WHAT TO DO
When you reach the line containing "let mut changes" in the entries below, begin reproducing lines exactly, and stop once the line containing "impl<S: PageSource> MountedList<S>" is done.

########################################

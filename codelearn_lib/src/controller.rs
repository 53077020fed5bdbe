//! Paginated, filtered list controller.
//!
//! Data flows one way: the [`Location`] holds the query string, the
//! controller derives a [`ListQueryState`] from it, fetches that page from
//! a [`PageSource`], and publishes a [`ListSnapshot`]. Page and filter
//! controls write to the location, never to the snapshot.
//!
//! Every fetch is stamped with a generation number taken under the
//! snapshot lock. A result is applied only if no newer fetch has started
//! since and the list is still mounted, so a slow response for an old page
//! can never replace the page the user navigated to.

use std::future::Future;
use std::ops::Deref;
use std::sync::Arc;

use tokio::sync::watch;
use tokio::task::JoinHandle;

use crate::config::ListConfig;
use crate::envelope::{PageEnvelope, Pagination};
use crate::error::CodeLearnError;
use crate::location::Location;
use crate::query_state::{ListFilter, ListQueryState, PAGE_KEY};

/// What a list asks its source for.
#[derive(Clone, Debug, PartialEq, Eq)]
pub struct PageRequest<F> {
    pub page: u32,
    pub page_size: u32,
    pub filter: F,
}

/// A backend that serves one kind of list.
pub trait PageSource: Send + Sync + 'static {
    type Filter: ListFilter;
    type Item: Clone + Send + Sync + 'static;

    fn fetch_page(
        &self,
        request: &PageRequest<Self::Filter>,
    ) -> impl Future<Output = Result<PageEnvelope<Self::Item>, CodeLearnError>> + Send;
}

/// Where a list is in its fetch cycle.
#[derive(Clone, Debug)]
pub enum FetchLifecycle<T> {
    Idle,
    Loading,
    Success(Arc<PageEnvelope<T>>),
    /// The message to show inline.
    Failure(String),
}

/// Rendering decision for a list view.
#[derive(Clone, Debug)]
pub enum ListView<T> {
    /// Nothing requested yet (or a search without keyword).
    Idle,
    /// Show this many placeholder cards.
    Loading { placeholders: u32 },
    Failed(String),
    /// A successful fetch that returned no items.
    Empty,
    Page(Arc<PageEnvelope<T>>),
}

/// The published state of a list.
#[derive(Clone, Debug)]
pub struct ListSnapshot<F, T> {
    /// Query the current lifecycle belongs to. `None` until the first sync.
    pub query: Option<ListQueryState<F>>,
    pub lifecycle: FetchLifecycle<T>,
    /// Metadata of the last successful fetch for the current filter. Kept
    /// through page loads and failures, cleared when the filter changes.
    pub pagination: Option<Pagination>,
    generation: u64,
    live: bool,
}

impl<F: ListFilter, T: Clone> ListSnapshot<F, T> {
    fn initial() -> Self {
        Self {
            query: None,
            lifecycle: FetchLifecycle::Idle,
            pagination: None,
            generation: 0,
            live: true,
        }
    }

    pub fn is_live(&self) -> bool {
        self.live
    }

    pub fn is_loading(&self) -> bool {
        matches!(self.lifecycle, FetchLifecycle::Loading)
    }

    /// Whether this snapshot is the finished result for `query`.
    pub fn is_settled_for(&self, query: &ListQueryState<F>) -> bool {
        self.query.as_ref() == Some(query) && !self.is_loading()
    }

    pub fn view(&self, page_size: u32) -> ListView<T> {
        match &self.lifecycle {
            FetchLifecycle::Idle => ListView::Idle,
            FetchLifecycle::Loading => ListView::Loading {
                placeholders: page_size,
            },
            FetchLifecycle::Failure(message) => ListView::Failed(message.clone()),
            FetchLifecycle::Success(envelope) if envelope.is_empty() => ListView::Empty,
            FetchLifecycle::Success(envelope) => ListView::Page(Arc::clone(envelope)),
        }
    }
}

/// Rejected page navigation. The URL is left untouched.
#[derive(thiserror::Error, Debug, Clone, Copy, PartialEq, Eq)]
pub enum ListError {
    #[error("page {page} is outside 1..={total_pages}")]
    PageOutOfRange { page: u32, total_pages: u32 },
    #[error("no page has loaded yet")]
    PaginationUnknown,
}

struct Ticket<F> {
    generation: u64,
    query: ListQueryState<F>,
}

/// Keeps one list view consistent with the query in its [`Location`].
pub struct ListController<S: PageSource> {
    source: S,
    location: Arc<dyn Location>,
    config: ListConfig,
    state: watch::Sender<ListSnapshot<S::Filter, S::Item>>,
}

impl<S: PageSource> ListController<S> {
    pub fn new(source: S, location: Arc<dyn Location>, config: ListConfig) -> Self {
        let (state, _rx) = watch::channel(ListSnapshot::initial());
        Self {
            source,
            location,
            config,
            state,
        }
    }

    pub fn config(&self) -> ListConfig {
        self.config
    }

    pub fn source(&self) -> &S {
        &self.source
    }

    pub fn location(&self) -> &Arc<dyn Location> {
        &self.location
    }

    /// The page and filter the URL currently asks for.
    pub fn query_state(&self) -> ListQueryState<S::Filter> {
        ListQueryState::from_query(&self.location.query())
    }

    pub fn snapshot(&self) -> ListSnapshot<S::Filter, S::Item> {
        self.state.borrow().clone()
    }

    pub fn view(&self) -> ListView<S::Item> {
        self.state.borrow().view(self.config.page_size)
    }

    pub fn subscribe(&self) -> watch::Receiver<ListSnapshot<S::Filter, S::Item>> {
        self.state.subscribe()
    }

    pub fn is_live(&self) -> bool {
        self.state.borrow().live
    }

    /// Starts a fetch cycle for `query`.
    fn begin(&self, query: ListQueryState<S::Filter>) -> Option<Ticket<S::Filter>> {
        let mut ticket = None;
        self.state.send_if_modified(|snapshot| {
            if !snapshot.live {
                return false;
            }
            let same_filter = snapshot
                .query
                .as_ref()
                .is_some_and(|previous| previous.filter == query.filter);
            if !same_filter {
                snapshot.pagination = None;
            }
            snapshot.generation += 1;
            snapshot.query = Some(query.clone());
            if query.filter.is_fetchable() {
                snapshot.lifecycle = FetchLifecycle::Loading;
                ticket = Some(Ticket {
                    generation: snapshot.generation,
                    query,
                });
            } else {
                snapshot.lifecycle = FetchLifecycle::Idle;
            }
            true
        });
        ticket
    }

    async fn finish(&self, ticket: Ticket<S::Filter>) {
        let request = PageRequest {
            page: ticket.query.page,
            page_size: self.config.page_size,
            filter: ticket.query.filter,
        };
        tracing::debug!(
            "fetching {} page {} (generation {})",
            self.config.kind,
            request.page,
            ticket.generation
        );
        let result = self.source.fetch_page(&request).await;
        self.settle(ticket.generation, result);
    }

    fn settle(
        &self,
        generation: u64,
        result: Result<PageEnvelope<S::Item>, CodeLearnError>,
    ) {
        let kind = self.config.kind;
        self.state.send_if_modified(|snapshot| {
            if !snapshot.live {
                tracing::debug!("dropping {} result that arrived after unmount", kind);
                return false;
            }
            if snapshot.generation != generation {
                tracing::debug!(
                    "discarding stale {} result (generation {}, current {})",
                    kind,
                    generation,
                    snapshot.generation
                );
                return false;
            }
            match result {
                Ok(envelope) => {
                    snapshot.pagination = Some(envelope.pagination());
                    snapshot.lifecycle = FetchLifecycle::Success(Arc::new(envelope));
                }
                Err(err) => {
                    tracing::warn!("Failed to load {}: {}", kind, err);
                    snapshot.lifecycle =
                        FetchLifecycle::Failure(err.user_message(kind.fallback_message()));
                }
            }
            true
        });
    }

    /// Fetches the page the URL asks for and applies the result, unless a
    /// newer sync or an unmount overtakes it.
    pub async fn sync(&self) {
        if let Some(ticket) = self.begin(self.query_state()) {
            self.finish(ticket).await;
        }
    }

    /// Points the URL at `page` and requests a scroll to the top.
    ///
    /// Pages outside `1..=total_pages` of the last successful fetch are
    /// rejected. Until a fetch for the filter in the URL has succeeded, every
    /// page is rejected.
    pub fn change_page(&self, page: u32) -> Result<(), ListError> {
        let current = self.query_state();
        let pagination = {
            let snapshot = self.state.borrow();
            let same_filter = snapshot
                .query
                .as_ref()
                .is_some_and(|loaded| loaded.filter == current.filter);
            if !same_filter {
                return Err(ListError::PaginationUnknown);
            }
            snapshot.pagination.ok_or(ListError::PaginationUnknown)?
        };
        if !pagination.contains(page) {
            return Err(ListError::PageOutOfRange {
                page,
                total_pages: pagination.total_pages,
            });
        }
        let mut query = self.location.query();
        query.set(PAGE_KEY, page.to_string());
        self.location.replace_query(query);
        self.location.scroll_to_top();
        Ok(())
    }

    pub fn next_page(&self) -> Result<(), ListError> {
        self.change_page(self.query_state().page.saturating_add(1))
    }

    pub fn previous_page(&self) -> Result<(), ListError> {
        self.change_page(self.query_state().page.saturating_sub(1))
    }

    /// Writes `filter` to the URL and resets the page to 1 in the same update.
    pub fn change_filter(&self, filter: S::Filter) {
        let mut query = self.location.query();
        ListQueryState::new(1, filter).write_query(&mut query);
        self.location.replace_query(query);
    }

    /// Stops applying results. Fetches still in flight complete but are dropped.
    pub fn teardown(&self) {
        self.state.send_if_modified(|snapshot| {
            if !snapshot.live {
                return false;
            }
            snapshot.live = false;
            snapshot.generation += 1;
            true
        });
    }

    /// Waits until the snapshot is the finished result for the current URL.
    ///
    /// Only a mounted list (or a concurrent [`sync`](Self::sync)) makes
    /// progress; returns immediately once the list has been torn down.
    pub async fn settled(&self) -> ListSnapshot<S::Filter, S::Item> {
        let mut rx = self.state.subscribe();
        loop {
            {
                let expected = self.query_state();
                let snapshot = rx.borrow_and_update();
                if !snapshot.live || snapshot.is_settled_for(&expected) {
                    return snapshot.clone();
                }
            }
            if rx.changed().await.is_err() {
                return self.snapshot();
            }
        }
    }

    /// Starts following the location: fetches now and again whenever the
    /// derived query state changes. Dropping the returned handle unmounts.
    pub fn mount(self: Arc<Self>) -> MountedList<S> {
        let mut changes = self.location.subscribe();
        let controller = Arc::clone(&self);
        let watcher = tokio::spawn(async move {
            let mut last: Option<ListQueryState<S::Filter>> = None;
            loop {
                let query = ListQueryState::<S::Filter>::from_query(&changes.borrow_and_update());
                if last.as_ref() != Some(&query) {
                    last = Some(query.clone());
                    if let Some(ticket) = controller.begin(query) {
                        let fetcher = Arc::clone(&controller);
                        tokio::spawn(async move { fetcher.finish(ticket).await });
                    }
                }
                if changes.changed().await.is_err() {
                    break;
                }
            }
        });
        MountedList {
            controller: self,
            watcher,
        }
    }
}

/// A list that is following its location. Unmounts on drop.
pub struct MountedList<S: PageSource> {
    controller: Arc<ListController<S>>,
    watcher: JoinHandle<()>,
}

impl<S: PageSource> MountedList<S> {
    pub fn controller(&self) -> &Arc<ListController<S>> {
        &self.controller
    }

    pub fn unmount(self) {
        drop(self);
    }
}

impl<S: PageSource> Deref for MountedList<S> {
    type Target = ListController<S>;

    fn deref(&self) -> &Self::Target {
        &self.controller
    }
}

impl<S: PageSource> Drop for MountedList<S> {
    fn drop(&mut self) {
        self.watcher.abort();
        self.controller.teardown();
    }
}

########################################

ANSWER TO THIS EXERCISE
        let mut changes = self.location.subscribe();
        let controller = Arc::clone(&self);
        let watcher = tokio::spawn(async move {
            let mut last: Option<ListQueryState<S::Filter>> = None;
            loop {
                let query = ListQueryState::<S::Filter>::from_query(&changes.borrow_and_update());
                if last.as_ref() != Some(&query) {
                    last = Some(query.clone());
                    if let Some(ticket) = controller.begin(query) {
                        let fetcher = Arc::clone(&controller);
                        tokio::spawn(async move { fetcher.finish(ticket).await });
                    }
                }
                if changes.changed().await.is_err() {
                    break;
                }
            }
        });
        MountedList {
            controller: self,
            watcher,
        }
    }
}

/// A list that is following its location. Unmounts on drop.
pub struct MountedList<S: PageSource> {
    controller: Arc<ListController<S>>,
    watcher: JoinHandle<()>,
}

impl<S: PageSource> MountedList<S> {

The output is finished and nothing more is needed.